Le 10 février 2003, Kenneth
Rogoff, alors conseiller économique et directeur du département des études du
Fonds monétaire international (FMI), publia un article au titre martial «La
riposte du FMI». En incipit, il planta le décor : «Vilipendé par les
protestataires anti-mondialistes, les politiciens des pays en développement et
certains lauréats du prix Nobel de science économique, le Fonds monétaire
international est devenu le principal bouc émissaire sur la scène mondiale...
comme si ses économistes possédaient le double monopole de l’infamie et de
l’erreur. Il est temps de remettre les pendules à l’heure (…). »
Curieux retournement de veste
pour ce joueur d’échecs de classe mondiale passé de l’autre côté du tablier !
Après un départ en trombe, l’œil rivé sur le rétroviseur, le chef économiste du
FMI tempéra sa riposte : « Ces critiques sont, à certains égards, justifiées,
même si leurs auteurs (dont moi-même à l’époque où j’étais professeur
d’université) tendent à exagérer la gravité des problèmes ; d’autres, par
ailleurs, sont sans fondement et ne visent qu’à échauffer les esprits.»
Il se
dit néanmoins consterné de voir le personnel de son institution accusé de
néolibéral au point de refuser «d’écouter John Maynard Keynes [même] si
celui-ci leur téléphonait d’outre-tombe pour leur donner son avis». L’épilogue
de l’article est aussi abêti que son prologue. Pour Kenneth Rogoff, même si les
«pays pauvres» décident de se passer de «l’expertise macroéconomique particulière
du FMI, il leur faudra bien quelque chose qui y ressemble fort».
Le professeur
Joseph Tchundjang Pouemi, à la fermeté éprouvée et au raisonnement rigoureux,
présentait le Fonds monétaire international comme la «citadelle du savoir
monétaire» ; mais, l’économiste camerounais s’était bien gardé d’affubler
l’institution onusienne de l’outrecuidance de son homologue américain.
En 1750, face à l’énorme
tollé suscité par son ouvrage « De l’esprit des lois », l’écrivain
français Charles Louis de Secondat, alias Montesquieu, prit le parti de la
réplique en publiant un autre texte (Défense de l’Esprit des lois), sous la
forme d’un droit de réponse. Il y invita ses contempteurs et pourfendeurs à
l’observation d’une règle de bon sens : «L’équité naturelle demande que le
degré de preuve soit proportionné à la grandeur de l’accusation.»

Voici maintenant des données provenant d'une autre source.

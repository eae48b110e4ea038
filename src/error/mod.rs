//! Error types for the workflow engine.
//!
//! - [`NodeError`] — Errors raised by a node's unit of work.
//! - [`ContextError`] — Typed context access failures.
//! - [`BuildError`] — Graph construction failures.
//! - [`WorkflowError`] — Top-level errors for building, validating, and running.

pub mod build_error;
pub mod context_error;
pub mod node_error;
pub mod workflow_error;

pub use build_error::BuildError;
pub use context_error::ContextError;
pub use node_error::NodeError;
pub use workflow_error::WorkflowError;

/// Convenience alias for workflow-level results.
pub type WorkflowResult<T> = Result<T, WorkflowError>;
/// Convenience alias for node-level results.
pub type NodeResult<T> = Result<T, NodeError>;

à trois siècles de longueur de cette sagesse, notre argumentaire tentera de ne pas s’en démarquer, tout en veillant à observer la rigueur requise à la nécropsie. L’emblématique Premier ministre britannique Winston Churchill disait : «La critique peut être désagréable, mais elle est nécessaire. Elle est comme la douleur pour le corps humain : elle attire l’attention sur ce qui ne va pas. » Il s’agira donc pour nous d’explorer les tenants et de disséquer les déterminants des programmes mis en œuvre par les institutions de Bretton Woods en Afrique.
CONSENSUS DE WASHINGTON-
Entrons dans le vif du sujet. Que recouvre l’idéologie néolibérale ? Dans un
article étonnant, presque détonnant, publié dans sa revue Finances &
Développement de juin 2016, le FMI nous livre sa propre compréhension du
concept : « Le programme néolibéral repose sur deux piliers. Le premier,
l’intensification de la concurrence, passe par la déréglementation et l’ouverture
des marchés intérieurs, y compris financiers, à la concurrence étrangère. Le
second consiste à réduire le rôle de l’État en procédant à des privatisations
et en limitant les prérogatives gouvernementales en matière de déficit
budgétaire et d’endettement.»
Qui décide des programmes des
pays africains avec le FMI ? Voici la réponse de l’ancien économiste en chef et
premier vice-président de la Banque mondiale, Joseph Stiglitz : « Les plans, en
règle générale, sont dictés de Washington, et mis en forme au cours de brèves
missions de hauts responsables : dès leur descente d’avion, ils s’immergent
dans les chiffres du ministère des Finances et de la banque centrale et, pour
le reste, résident confortablement dans les hôtels cinq étoiles de la
capitale.»
L’application des programmes
d’inspiration néolibérale a-t-elle été bénéfique ou maléfique aux pays
africains ? Voici la réponse des services du FMI: « De nombreuses facettes du
programme néolibéral méritent d’être saluées. Le développement du commerce
mondial a sauvé des millions de personnes du dénuement le plus extrême.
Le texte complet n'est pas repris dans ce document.